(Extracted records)
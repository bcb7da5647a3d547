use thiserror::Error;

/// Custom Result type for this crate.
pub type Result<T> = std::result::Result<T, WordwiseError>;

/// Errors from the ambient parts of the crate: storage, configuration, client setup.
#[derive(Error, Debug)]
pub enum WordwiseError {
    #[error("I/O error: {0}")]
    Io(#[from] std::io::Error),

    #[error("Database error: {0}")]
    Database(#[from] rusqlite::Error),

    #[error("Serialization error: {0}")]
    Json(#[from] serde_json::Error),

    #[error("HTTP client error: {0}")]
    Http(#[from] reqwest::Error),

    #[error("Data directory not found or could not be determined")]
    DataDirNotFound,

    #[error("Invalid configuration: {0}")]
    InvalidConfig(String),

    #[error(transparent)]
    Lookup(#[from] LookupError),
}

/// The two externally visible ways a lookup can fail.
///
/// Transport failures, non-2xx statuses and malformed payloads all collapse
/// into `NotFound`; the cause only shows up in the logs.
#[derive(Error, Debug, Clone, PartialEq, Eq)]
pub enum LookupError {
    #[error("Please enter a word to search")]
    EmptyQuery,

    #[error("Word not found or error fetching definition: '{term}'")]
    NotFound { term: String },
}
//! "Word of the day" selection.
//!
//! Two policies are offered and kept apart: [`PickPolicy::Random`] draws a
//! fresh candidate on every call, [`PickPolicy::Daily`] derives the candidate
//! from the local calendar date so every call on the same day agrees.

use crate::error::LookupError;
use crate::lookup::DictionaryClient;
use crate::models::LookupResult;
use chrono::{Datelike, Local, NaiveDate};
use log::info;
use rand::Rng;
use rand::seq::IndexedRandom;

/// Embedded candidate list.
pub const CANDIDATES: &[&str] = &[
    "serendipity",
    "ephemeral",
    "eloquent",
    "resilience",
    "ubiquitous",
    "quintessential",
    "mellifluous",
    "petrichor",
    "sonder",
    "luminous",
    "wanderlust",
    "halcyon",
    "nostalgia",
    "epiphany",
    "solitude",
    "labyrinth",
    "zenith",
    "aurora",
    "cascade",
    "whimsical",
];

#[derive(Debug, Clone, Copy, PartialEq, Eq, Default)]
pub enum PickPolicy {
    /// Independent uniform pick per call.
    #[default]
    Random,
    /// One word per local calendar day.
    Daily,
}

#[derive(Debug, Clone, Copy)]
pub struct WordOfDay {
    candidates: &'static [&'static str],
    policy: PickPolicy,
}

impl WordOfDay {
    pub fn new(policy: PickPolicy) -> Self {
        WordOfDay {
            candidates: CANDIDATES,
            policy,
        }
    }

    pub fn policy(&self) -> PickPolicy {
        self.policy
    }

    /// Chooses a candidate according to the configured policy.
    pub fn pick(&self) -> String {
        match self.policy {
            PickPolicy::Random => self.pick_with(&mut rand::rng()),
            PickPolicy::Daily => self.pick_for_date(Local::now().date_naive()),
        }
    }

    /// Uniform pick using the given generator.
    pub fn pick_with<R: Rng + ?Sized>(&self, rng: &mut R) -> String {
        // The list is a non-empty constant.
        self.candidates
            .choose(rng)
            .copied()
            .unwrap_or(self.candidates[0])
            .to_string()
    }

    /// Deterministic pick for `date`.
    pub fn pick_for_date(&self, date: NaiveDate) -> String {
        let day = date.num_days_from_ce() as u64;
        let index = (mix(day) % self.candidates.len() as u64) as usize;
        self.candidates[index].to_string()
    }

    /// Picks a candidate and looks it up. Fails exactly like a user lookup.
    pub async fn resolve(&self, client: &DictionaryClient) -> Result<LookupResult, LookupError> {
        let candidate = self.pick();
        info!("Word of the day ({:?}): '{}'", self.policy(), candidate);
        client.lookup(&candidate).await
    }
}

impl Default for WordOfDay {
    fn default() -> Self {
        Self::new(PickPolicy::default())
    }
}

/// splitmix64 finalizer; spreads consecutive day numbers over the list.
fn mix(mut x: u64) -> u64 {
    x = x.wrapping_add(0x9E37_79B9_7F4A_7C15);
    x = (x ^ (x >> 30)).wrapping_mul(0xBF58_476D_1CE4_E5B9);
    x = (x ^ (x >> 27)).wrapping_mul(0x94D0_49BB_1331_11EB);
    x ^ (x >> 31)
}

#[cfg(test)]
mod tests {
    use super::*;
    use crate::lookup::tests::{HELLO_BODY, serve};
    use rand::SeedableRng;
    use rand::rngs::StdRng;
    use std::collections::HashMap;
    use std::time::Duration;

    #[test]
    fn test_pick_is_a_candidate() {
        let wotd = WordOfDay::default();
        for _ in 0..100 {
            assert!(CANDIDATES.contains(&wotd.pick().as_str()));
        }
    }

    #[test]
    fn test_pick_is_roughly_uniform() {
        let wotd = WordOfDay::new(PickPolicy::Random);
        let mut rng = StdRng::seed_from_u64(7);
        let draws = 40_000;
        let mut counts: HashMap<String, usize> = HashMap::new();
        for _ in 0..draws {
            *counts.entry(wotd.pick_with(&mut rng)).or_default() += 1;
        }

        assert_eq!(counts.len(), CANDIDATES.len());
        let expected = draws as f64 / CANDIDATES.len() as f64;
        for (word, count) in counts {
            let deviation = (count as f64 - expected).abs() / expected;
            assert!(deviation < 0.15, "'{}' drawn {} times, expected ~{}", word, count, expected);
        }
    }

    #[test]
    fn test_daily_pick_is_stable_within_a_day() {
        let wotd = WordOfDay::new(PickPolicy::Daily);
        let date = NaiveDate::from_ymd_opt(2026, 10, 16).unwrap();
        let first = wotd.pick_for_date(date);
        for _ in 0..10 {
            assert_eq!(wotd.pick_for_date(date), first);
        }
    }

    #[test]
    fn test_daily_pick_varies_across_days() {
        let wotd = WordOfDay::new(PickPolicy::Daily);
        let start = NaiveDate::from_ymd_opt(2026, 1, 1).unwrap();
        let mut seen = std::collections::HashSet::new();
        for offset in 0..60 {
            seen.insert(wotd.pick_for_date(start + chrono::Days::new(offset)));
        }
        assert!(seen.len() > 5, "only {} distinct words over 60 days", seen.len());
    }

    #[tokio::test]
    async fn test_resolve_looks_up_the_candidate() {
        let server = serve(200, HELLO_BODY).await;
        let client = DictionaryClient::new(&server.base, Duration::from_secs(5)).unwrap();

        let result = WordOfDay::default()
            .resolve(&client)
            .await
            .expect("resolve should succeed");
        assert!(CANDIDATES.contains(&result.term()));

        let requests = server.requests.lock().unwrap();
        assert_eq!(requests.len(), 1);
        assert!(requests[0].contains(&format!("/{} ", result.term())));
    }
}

▸ **Task requirements**
Your answer should be one number, the count of lines in the records that contain the word "impl".

▸ **Response**
2